Mass spectrometry is a powerful technology for the analysis of large numbers of endogenous proteins. However, the analytical challenges associated with comprehensive identification and relative quantification of cellular proteomes have so far appeared to be insurmountable. Here, using advances in computational proteomics, instrument performance and sample preparation strategies, we compare protein levels of essentially all endogenous proteins in haploid yeast cells to their diploid counterparts. Our analysis spans more than four orders of magnitude in protein abundance with no discrimination against membrane or low level regulatory proteins. Stable-isotope labelling by amino acids in cell culture (SILAC) quantification was very accurate across the proteome, as demonstrated by one-to-one ratios of most yeast proteins. Key members of the pheromone pathway were specific to haploid yeast but others were unaltered, suggesting an efficient control mechanism of the mating response. Several retrotransposon-associated proteins were specific to haploid yeast. Gene ontology analysis pinpointed a significant change for cell wall components in agreement with geometrical considerations: diploid cells have twice the volume but not twice the surface area of haploid cells. Transcriptome levels agreed poorly with proteome changes overall. However, after filtering out low confidence microarray measurements, messenger RNA changes and SILAC ratios correlated very well for pheromone pathway components. Systems-wide, precise quantification directly at the protein level opens up new perspectives in post-genomics and systems biology.

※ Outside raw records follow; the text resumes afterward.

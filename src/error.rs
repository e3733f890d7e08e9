//! Error types for the socketmap responder
//!
//! Provides the error taxonomy using thiserror. Framing errors end a
//! connection, request errors are answered in-band, provider errors are
//! answered as temporary failures.

use std::io;

use thiserror::Error;

// == Framing Error ==
/// Wire-level failure while decoding a netstring frame.
///
/// Every variant is connection-fatal: a corrupted byte stream has no
/// resynchronization point.
#[derive(Error, Debug)]
pub enum FramingError {
    /// Length prefix is empty, too long, or contains a non-digit
    #[error("invalid length prefix")]
    InvalidLength,

    /// Declared length exceeds the configured maximum
    #[error("frame of {len} bytes exceeds limit of {max} bytes")]
    FrameTooLarge { len: usize, max: usize },

    /// Stream ended before the frame was complete
    #[error("stream ended inside a frame")]
    Truncated,

    /// Byte after the payload was not the terminator
    #[error("expected ',' after payload, got {0:#04x}")]
    BadTerminator(u8),

    /// Underlying transport failure
    #[error("transport error: {0}")]
    Io(#[from] io::Error),
}

impl FramingError {
    /// Maps an I/O error, turning an unexpected EOF into `Truncated`.
    pub(crate) fn from_read(err: io::Error) -> Self {
        if err.kind() == io::ErrorKind::UnexpectedEof {
            FramingError::Truncated
        } else {
            FramingError::Io(err)
        }
    }
}

// == Request Error ==
/// A decoded payload that is not a valid `<table> <key>` request.
///
/// Request-level only; the connection stays open.
#[derive(Error, Debug, Clone, PartialEq, Eq)]
pub enum RequestError {
    /// Payload did not split into exactly two tokens
    #[error("invalid request format")]
    InvalidFormat,

    /// Payload was not valid UTF-8
    #[error("invalid request encoding")]
    InvalidEncoding,
}

// == Provider Error ==
/// Failure reaching the backing directory.
#[derive(Error, Debug, Clone, PartialEq, Eq)]
pub enum ProviderError {
    /// Backend could not be reached or refused the query
    #[error("directory unavailable: {0}")]
    Unavailable(String),

    /// Backend did not answer in time
    #[error("directory lookup timed out")]
    Timeout,
}

// == Result Type Alias ==
/// Convenience Result type for directory lookups.
pub type ProviderResult<T> = std::result::Result<T, ProviderError>;
//! API Routes
//!
//! Configures the Axum router for the admin endpoints.

use axum::{routing::get, Router};
use tower_http::trace::TraceLayer;

use super::handlers::{health_handler, stats_handler, AppState};

/// Creates the admin router.
///
/// # Endpoints
/// - `GET /health` - Health check endpoint
/// - `GET /stats` - Cache and connection statistics
///
/// # Middleware
/// - Tracing: Logs all requests for debugging
pub fn create_router(state: AppState) -> Router {
    Router::new()
        .route("/health", get(health_handler))
        .route("/stats", get(stats_handler))
        .layer(TraceLayer::new_for_http())
        .with_state(state)
}

#[cfg(test)]
mod tests {
    use super::*;
    use crate::cache::LookupCache;
    use crate::server::ConnectionStats;
    use axum::{
        body::Body,
        http::{Request, StatusCode},
    };
    use std::sync::Arc;
    use tower::ServiceExt;

    fn test_router() -> Router {
        create_router(AppState::new(
            Arc::new(LookupCache::new()),
            Arc::new(ConnectionStats::new()),
        ))
    }

    #[tokio::test]
    async fn test_health_route() {
        let response = test_router()
            .oneshot(Request::builder().uri("/health").body(Body::empty()).unwrap())
            .await
            .unwrap();

        assert_eq!(response.status(), StatusCode::OK);
    }

    #[tokio::test]
    async fn test_unknown_route() {
        let response = test_router()
            .oneshot(Request::builder().uri("/set").body(Body::empty()).unwrap())
            .await
            .unwrap();

        assert_eq!(response.status(), StatusCode::NOT_FOUND);
    }
}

Although the paper focuses on the larger amount of cell-wall proteins and proteins involved in pheromone response in haploid cells, the supplementary tables reveal similar biases for many other functional classes, including nucleosomes and cyclin-dependent kinase inhibitors. As many of these proteins are regulated during the cell cycle, I suspected that cell-cycle-regulated proteins might be more abundant in haploid cells relative to diploid cells.

To test this hypothesis, I divided the proteins quantified by the Mann group into two classes: dynamic proteins, which are encoded by genes that are periodically expressed during the cell cycle, and static proteins, which are encoded by genes that are expressed at a constant level (de Lichtenberg et al., 2005). For each class, I plotted the log2-ratios of the protein levels in haploid and diploid cells:

The plot reeals a quite strong shift of dynamic proteins toward higher log-ratios; this difference is highly significant according to the Mann-Whitney U test (P < 10-12). Proteins encoded by cell-cycle-regulated genes are thus in general more abundant in haploid budding yeast cells than in diploid cells.

Full disclosure: I currently collaborate with Matthias Mann and members of his group, and we will soon be colleagues a the Novo Nordisk Foundation Center for Protein Research.